Statistics agency INSEE clocked unemployment at 7.2 percent in France in the last quarter of 2022, down to its lowest level since 2008.
The rate in 2008 was the same as a previous low in 1983, leading Macron and some government ministers to claim that joblessness was at its lowest level in four decades.
“Unemployment is at its lowest level for the second time in 40 years,” the president wrote on Twitter. “Target full employment.”
Macron came to power in 2017 promising to reduce France’s chronically high jobless rate through a series of pro-business reforms, including loosening employment law and cutting taxes.
Unemployment at the time of his first election was 9.5 percent.

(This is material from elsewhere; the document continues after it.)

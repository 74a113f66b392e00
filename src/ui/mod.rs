//! egui rendering of the layout and the current view.

pub mod panels;
pub mod plot;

The centrist government is currently struggling to push through a major reform of the pension system in the face of massive demonstrations and strikes that have seen more than a million people hit the streets to protest on some days.
The changes would see the legal retirement age increase to 64 from 62 and would raise the number of years of social security contributions in order for workers to claim a full pension.
Trade unions have vowed to “bring France to a standstill” in rolling strikes from March 7 unless Macron withdraws the draft legislation which is widely unpopular.
Economist Mathieu Plane from the French Economic Observatory at Sciences Po university in Paris said the latest unemployment figures were a “slight positive surprise”.
Data from INSEE showed job creation was “relatively stable” in the last quarter of 2022 after seven consecutive quarters of growth.
Yves Jauneau, a labour market expert at INSEE, told AFP that the employment rate of people aged 15-64 was 68.3 percent in the last quarter of 2022, “its highest level since 1975”.
The unemployment figure excludes Mayotte, a poverty-wracked Indian Ocean territory off the east coast of Africa, and the comparisons discount the fall in unemployment recorded during the Covid-19 pandemic when massive state aid guaranteed jobs nationwide.